//! Login page component.

use cryptohub_session::flows::{self, LoginOutcome};
use cryptohub_session::gate::{Page, RedirectReason};
use cryptohub_session::validation::LoginForm;
use cryptohub_session::ClientConfig;
use leptos::ev;
use leptos::prelude::*;
use leptos_router::hooks::{use_navigate, use_query_map};

use crate::components::Alert;
use crate::AuthState;

/// Email/password form with a resend-verification fallback.
#[component]
pub fn LoginPage() -> impl IntoView {
    let auth = expect_context::<AuthState>();
    let config = expect_context::<ClientConfig>();
    let navigate = use_navigate();
    let query = use_query_map();

    let (email, set_email) = signal(String::new());
    let (password, set_password) = signal(String::new());
    let (error, set_error) = signal(Option::<String>::None);
    let (notice, set_notice) = signal(Option::<String>::None);
    let (loading, set_loading) = signal(false);
    // Set when the server says the account still needs email verification.
    let (resend_email, set_resend_email) = signal(Option::<String>::None);
    let (resending, set_resending) = signal(false);

    let redirect_to = query.with_untracked(|q| q.get("redirectTo"));
    query.with_untracked(|q| {
        if q.get("logout").as_deref() == Some("success") {
            set_notice.set(Some("You have been logged out.".into()));
        } else if let Some(reason) = q.get("reason").as_deref().and_then(RedirectReason::parse) {
            set_notice.set(Some(reason.notice().into()));
        }
    });

    let delay = config.redirect_delay;
    let on_submit = move |ev: ev::SubmitEvent| {
        ev.prevent_default();
        if loading.get_untracked() {
            return;
        }
        set_loading.set(true);
        set_error.set(None);
        set_notice.set(None);
        set_resend_email.set(None);

        let form = LoginForm::new(email.get_untracked(), password.get_untracked());
        let auth = auth.clone();
        let navigate = navigate.clone();
        let redirect_to = redirect_to.clone();
        leptos::task::spawn_local(async move {
            let client = auth.client();
            let outcome = flows::login(&client, &form, redirect_to.as_deref(), delay).await;
            if !outcome.keeps_submit_disabled() {
                set_loading.set(false);
            }
            match outcome {
                LoginOutcome::Success {
                    notice,
                    target,
                    delay,
                    ..
                } => {
                    set_notice.set(Some(notice));
                    auth.sync();
                    let millis = u32::try_from(delay.as_millis()).unwrap_or(u32::MAX);
                    gloo_timers::future::TimeoutFuture::new(millis).await;
                    navigate(&target, Default::default());
                }
                LoginOutcome::NeedsVerification { email, message } => {
                    set_error.set(Some(message));
                    set_resend_email.set(Some(email));
                }
                LoginOutcome::Failed(e) => set_error.set(Some(e.message)),
            }
        });
    };

    let auth_resend = expect_context::<AuthState>();
    let on_resend = move |_| {
        let Some(email) = resend_email.get_untracked() else {
            return;
        };
        set_resending.set(true);
        let client = auth_resend.client();
        leptos::task::spawn_local(async move {
            match flows::resend_verification(&client, &email).await {
                Ok(msg) => {
                    set_error.set(None);
                    set_notice.set(Some(msg));
                    set_resend_email.set(None);
                }
                Err(e) => set_error.set(Some(e.message)),
            }
            set_resending.set(false);
        });
    };

    view! {
        <div class="flex items-center justify-center">
            <div class="card bg-base-200 border border-base-300 w-full max-w-sm">
                <div class="card-body">
                    <h1 class="text-2xl font-bold text-center">"Welcome back"</h1>
                    <p class="text-center text-sm text-base-content/60 mb-4">"Sign in to your CryptoHub account"</p>

                    <Alert message=notice kind="alert-success" />
                    <Alert message=error />

                    {move || resend_email.get().map(|_| view! {
                        <button
                            class="btn btn-outline btn-sm w-full mb-4"
                            disabled=move || resending.get()
                            on:click=on_resend.clone()
                        >
                            {move || if resending.get() { "Sending…" } else { "Resend verification email" }}
                        </button>
                    })}

                    <form on:submit=on_submit>
                        <fieldset class="fieldset">
                            <label class="fieldset-label" for="email">"Email"</label>
                            <input
                                id="email"
                                class="input input-bordered w-full"
                                type="email"
                                placeholder="you@example.com"
                                prop:value=move || email.get()
                                on:input=move |ev| set_email.set(event_target_value(&ev))
                            />
                        </fieldset>
                        <fieldset class="fieldset">
                            <label class="fieldset-label" for="password">"Password"</label>
                            <input
                                id="password"
                                class="input input-bordered w-full"
                                type="password"
                                placeholder="••••••••"
                                prop:value=move || password.get()
                                on:input=move |ev| set_password.set(event_target_value(&ev))
                            />
                        </fieldset>
                        <button
                            class="btn btn-primary w-full mt-4"
                            type="submit"
                            disabled=move || loading.get()
                        >
                            {move || if loading.get() { "Signing in…" } else { "Sign in" }}
                        </button>
                    </form>

                    <div class="flex justify-between text-sm mt-4">
                        <a class="link" href=Page::ForgotPassword.path()>"Forgot password?"</a>
                        <a class="link" href=Page::Register.path()>"Create an account"</a>
                    </div>
                </div>
            </div>
        </div>
    }
}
****************
EXERCISE REQUIREMENTS: Return the lines of the records that include the string "delay".

ANSWER BOX:
    let delay = config.redirect_delay;
            let outcome = flows::login(&client, &form, redirect_to.as_deref(), delay).await;
                    delay,
                    let millis = u32::try_from(delay.as_millis()).unwrap_or(u32::MAX);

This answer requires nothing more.